● **WHAT YOU HAVE TO DO**
Which lines of the data contain the string "CancellationToken"? Copy every one.

● **Source data**
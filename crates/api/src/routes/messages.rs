//! Route definitions for the `/messages` resource.

use axum::routing::get;
use axum::Router;

use crate::handlers::messages;
use crate::state::AppState;

pub fn router() -> Router<AppState> {
    Router::new().route("/", get(messages::list).post(messages::create))
}
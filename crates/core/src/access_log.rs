//! Access-log line parsing and formatting.
//!
//! The API writes one Common Log Format line per response and the sentinel
//! tails the same file, so both directions live here:
//!
//! ```text
//! 203.0.113.42 - - [04/Dec/2025:16:30:45 +0000] "GET /tasks?id=1 HTTP/1.1" 200 512 "-" "curl/8.0"
//! ```

use std::sync::LazyLock;

use regex::Regex;

use crate::types::Timestamp;

static IP_RE: LazyLock<Regex> =
    LazyLock::new(|| Regex::new(r"\d{1,3}(?:\.\d{1,3}){3}").expect("valid regex"));

static REQUEST_RE: LazyLock<Regex> = LazyLock::new(|| {
    Regex::new(r#""(?:GET|POST|PUT|DELETE|HEAD)\s+(?P<path>[^\s]+)"#).expect("valid regex")
});

/// Return the first dotted-quad address in the line, if any.
///
/// No octet range check is applied; `999.1.1.1` is returned as-is.
pub fn extract_ip(line: &str) -> Option<&str> {
    IP_RE.find(line).map(|m| m.as_str())
}

/// Return the request path from the quoted request line, if any.
pub fn extract_path(line: &str) -> Option<&str> {
    REQUEST_RE
        .captures(line)
        .and_then(|c| c.name("path"))
        .map(|m| m.as_str())
}

/// Decode `%XX` escapes and `+` (as space) in a URL path or query.
///
/// Malformed escapes are kept verbatim; invalid UTF-8 is replaced lossily.
pub fn percent_decode(input: &str) -> String {
    let bytes = input.as_bytes();
    let mut out = Vec::with_capacity(bytes.len());
    let mut i = 0;

    while i < bytes.len() {
        match bytes[i] {
            b'%' if i + 2 < bytes.len() => {
                match (hex_value(bytes[i + 1]), hex_value(bytes[i + 2])) {
                    (Some(hi), Some(lo)) => {
                        out.push(hi << 4 | lo);
                        i += 3;
                    }
                    _ => {
                        out.push(b'%');
                        i += 1;
                    }
                }
            }
            b'+' => {
                out.push(b' ');
                i += 1;
            }
            b => {
                out.push(b);
                i += 1;
            }
        }
    }

    String::from_utf8_lossy(&out).into_owned()
}

fn hex_value(b: u8) -> Option<u8> {
    match b {
        b'0'..=b'9' => Some(b - b'0'),
        b'a'..=b'f' => Some(b - b'a' + 10),
        b'A'..=b'F' => Some(b - b'A' + 10),
        _ => None,
    }
}

/// One HTTP exchange, as recorded in the access log.
#[derive(Debug, Clone)]
pub struct AccessLogEntry<'a> {
    pub client_ip: &'a str,
    pub time: Timestamp,
    pub method: &'a str,
    /// Path including the query string, if any.
    pub path: &'a str,
    pub status: u16,
    pub size: u64,
    pub user_agent: Option<&'a str>,
}

/// Render an entry in Common Log Format (newline not included).
pub fn format_common_log(entry: &AccessLogEntry<'_>) -> String {
    format!(
        "{} - - [{}] \"{} {} HTTP/1.1\" {} {} \"-\" \"{}\"",
        entry.client_ip,
        entry.time.format("%d/%b/%Y:%H:%M:%S +0000"),
        entry.method,
        entry.path,
        entry.status,
        entry.size,
        entry.user_agent.unwrap_or("-"),
    )
}

/// Pick the client address: first hop of `X-Forwarded-For`, else the peer
/// address, else loopback.
pub fn client_ip<'a>(forwarded_for: Option<&'a str>, peer: Option<&'a str>) -> &'a str {
    forwarded_for
        .and_then(|v| v.split(',').next())
        .map(str::trim)
        .filter(|v| !v.is_empty())
        .or(peer)
        .unwrap_or("127.0.0.1")
}
use anyhow::Context;
use clap::Parser;
use tokio_util::sync::CancellationToken;
use tracing_subscriber::{layer::SubscriberExt, util::SubscriberInitExt};

use trinity_sentinel::cli::{execute, Cli};
use trinity_sentinel::SentinelConfig;

#[tokio::main]
async fn main() -> anyhow::Result<()> {
    dotenvy::dotenv().ok();

    tracing_subscriber::registry()
        .with(
            tracing_subscriber::EnvFilter::try_from_default_env()
                .unwrap_or_else(|_| "trinity_sentinel=info".into()),
        )
        .with(tracing_subscriber::fmt::layer())
        .init();

    let cli = Cli::parse();
    let mut config = SentinelConfig::from_env().context("Invalid sentinel configuration")?;
    cli.apply(&mut config);
    tracing::info!(data_dir = %config.data_dir.display(), log = %config.log_file.display(), "Blue Trinity starting");

    let cancel = CancellationToken::new();
    tokio::spawn({
        let cancel = cancel.clone();
        async move {
            shutdown_signal().await;
            cancel.cancel();
        }
    });

    execute(cli, config, cancel).await
}

/// Wait for SIGINT (Ctrl-C) or, on Unix, SIGTERM.
async fn shutdown_signal() {
    let ctrl_c = async {
        if tokio::signal::ctrl_c().await.is_err() {
            std::future::pending::<()>().await;
        }
    };

    #[cfg(unix)]
    let terminate = async {
        match tokio::signal::unix::signal(tokio::signal::unix::SignalKind::terminate()) {
            Ok(mut sig) => {
                sig.recv().await;
            }
            Err(_) => std::future::pending::<()>().await,
        }
    };

    #[cfg(not(unix))]
    let terminate = std::future::pending::<()>();

    tokio::select! {
        () = ctrl_c => tracing::info!("Received SIGINT, shutting down"),
        () = terminate => tracing::info!("Received SIGTERM, shutting down"),
    }
}
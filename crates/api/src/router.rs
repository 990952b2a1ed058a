//! Shared application router builder.
//!
//! [`build_app_router`] is used by both the binary (`main.rs`) and the
//! integration tests (`tests/common/mod.rs`) so they run the same middleware
//! stack.

use std::sync::Arc;
use std::time::Duration;

use axum::http::header::{AUTHORIZATION, CONTENT_TYPE};
use axum::http::{HeaderName, Method, StatusCode};
use axum::Router;
use tower_http::catch_panic::CatchPanicLayer;
use tower_http::cors::CorsLayer;
use tower_http::request_id::{MakeRequestUuid, PropagateRequestIdLayer, SetRequestIdLayer};
use tower_http::timeout::TimeoutLayer;
use tower_http::trace::{DefaultMakeSpan, DefaultOnResponse, TraceLayer};
use tracing::Level;

use crate::config::ServerConfig;
use crate::middleware::access_log::{record_access, AccessLogWriter};
use crate::routes;
use crate::state::AppState;

/// Build the full application [`Router`] with all middleware layers.
///
/// The middleware stack is applied bottom-up:
///
/// 1. Access log (outermost, when `access_log` is set)
/// 2. CORS
/// 3. Set request ID on incoming requests
/// 4. Structured request/response tracing
/// 5. Propagate request ID to response
/// 6. Request timeout
/// 7. Panic recovery (catch panics, return 500)
pub fn build_app_router(
    state: AppState,
    config: &ServerConfig,
    access_log: Option<Arc<AccessLogWriter>>,
) -> Router {
    let cors = build_cors_layer(config);
    let request_id_header = HeaderName::from_static("x-request-id");

    let router = Router::new()
        // Health check at root level (not under /api/v1).
        .merge(routes::health::router())
        .nest("/api/v1", routes::api_routes())
        // -- Middleware stack (applied bottom-up) --
        .layer(CatchPanicLayer::new())
        .layer(TimeoutLayer::with_status_code(
            StatusCode::REQUEST_TIMEOUT,
            Duration::from_secs(config.request_timeout_secs),
        ))
        .layer(PropagateRequestIdLayer::new(request_id_header.clone()))
        .layer(
            TraceLayer::new_for_http()
                .make_span_with(DefaultMakeSpan::new().level(Level::INFO))
                .on_response(DefaultOnResponse::new().level(Level::INFO)),
        )
        .layer(SetRequestIdLayer::new(request_id_header, MakeRequestUuid))
        .layer(cors);

    // Outermost so rejected and timed-out requests are still recorded.
    let router = match access_log {
        Some(writer) => {
            router.layer(axum::middleware::from_fn_with_state(writer, record_access))
        }
        None => router,
    };

    router.with_state(state)
}

/// Build the CORS middleware layer from server configuration.
///
/// Panics at startup if any configured origin is invalid.
pub fn build_cors_layer(config: &ServerConfig) -> CorsLayer {
    let origins: Vec<_> = config
        .cors_origins
        .iter()
        .map(|o| {
            o.parse()
                .unwrap_or_else(|e| panic!("Invalid CORS origin '{o}': {e}"))
        })
        .collect();

    CorsLayer::new()
        .allow_origin(origins)
        .allow_methods([
            Method::GET,
            Method::POST,
            Method::PUT,
            Method::DELETE,
            Method::PATCH,
        ])
        .allow_headers([CONTENT_TYPE, AUTHORIZATION])
        .allow_credentials(true)
        .max_age(Duration::from_secs(3600))
}
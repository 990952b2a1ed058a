//! Repository for the `presence` table.

use chrono::NaiveDate;
use sqlx::PgPool;
use trinity_core::types::DbId;

use crate::models::presence::Presence;

pub struct PresenceRepo;

impl PresenceRepo {
    /// Mark `user_id` present on `day`.
    ///
    /// Idempotent: returns `true` only when a new mark was recorded.
    pub async fn mark(pool: &PgPool, user_id: DbId, day: NaiveDate) -> Result<bool, sqlx::Error> {
        let result = sqlx::query(
            "INSERT INTO presence (user_id, marked_on) VALUES ($1, $2)
             ON CONFLICT ON CONSTRAINT uq_presence_user_day DO NOTHING",
        )
        .bind(user_id)
        .bind(day)
        .execute(pool)
        .await?;
        Ok(result.rows_affected() > 0)
    }

    pub async fn find(
        pool: &PgPool,
        user_id: DbId,
        day: NaiveDate,
    ) -> Result<Option<Presence>, sqlx::Error> {
        sqlx::query_as::<_, Presence>(
            "SELECT id, user_id, marked_on, created_at FROM presence
             WHERE user_id = $1 AND marked_on = $2",
        )
        .bind(user_id)
        .bind(day)
        .fetch_optional(pool)
        .await
    }

    /// User ids with a mark on `day`, ascending.
    pub async fn user_ids_on(pool: &PgPool, day: NaiveDate) -> Result<Vec<DbId>, sqlx::Error> {
        sqlx::query_scalar::<_, DbId>(
            "SELECT user_id FROM presence WHERE marked_on = $1 ORDER BY user_id",
        )
        .bind(day)
        .fetch_all(pool)
        .await
    }
}
//! User entity model and DTOs.

use serde::{Deserialize, Serialize};
use sqlx::FromRow;
use trinity_core::types::{DbId, Timestamp};

/// Full user row from the `users` table.
///
/// Contains the password hash -- NEVER serialize this to API responses directly.
/// Use [`UserResponse`] for external-facing output.
#[derive(Debug, Clone, FromRow)]
pub struct User {
    pub id: DbId,
    pub username: String,
    pub email: Option<String>,
    pub password_hash: String,
    pub role: String,
    pub phone_number: Option<String>,
    pub department_id: Option<DbId>,
    pub status: String,
    pub created_at: Timestamp,
    pub updated_at: Timestamp,
}

/// Safe user representation for API responses (no password hash).
#[derive(Debug, Clone, Serialize)]
pub struct UserResponse {
    pub id: DbId,
    pub username: String,
    pub email: Option<String>,
    pub role: String,
    pub phone_number: Option<String>,
    pub department_id: Option<DbId>,
    pub status: String,
    pub created_at: Timestamp,
}

impl From<User> for UserResponse {
    fn from(u: User) -> Self {
        Self {
            id: u.id,
            username: u.username,
            email: u.email,
            role: u.role,
            phone_number: u.phone_number,
            department_id: u.department_id,
            status: u.status,
            created_at: u.created_at,
        }
    }
}

/// DTO for creating a new user.
#[derive(Debug, Deserialize)]
pub struct CreateUser {
    pub username: String,
    pub email: Option<String>,
    pub password_hash: String,
    pub role: String,
    pub department_id: Option<DbId>,
}

/// Admin-level update. All fields are optional.
#[derive(Debug, Default, Deserialize)]
pub struct UpdateUser {
    pub role: Option<String>,
    pub department_id: Option<DbId>,
    pub status: Option<String>,
}

/// Self-service profile update. All fields are optional.
#[derive(Debug, Default, Deserialize)]
pub struct UpdateProfile {
    pub email: Option<String>,
    pub phone_number: Option<String>,
}
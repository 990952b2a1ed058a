use chrono::NaiveDate;
use serde::Serialize;
use sqlx::FromRow;
use trinity_core::types::{DbId, Timestamp};

/// A row from the `presence` table.
#[derive(Debug, Clone, FromRow, Serialize)]
pub struct Presence {
    pub id: DbId,
    pub user_id: DbId,
    pub marked_on: NaiveDate,
    pub created_at: Timestamp,
}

● **WRITTEN REPLY**
use tokio_util::sync::CancellationToken;
    let cancel = CancellationToken::new();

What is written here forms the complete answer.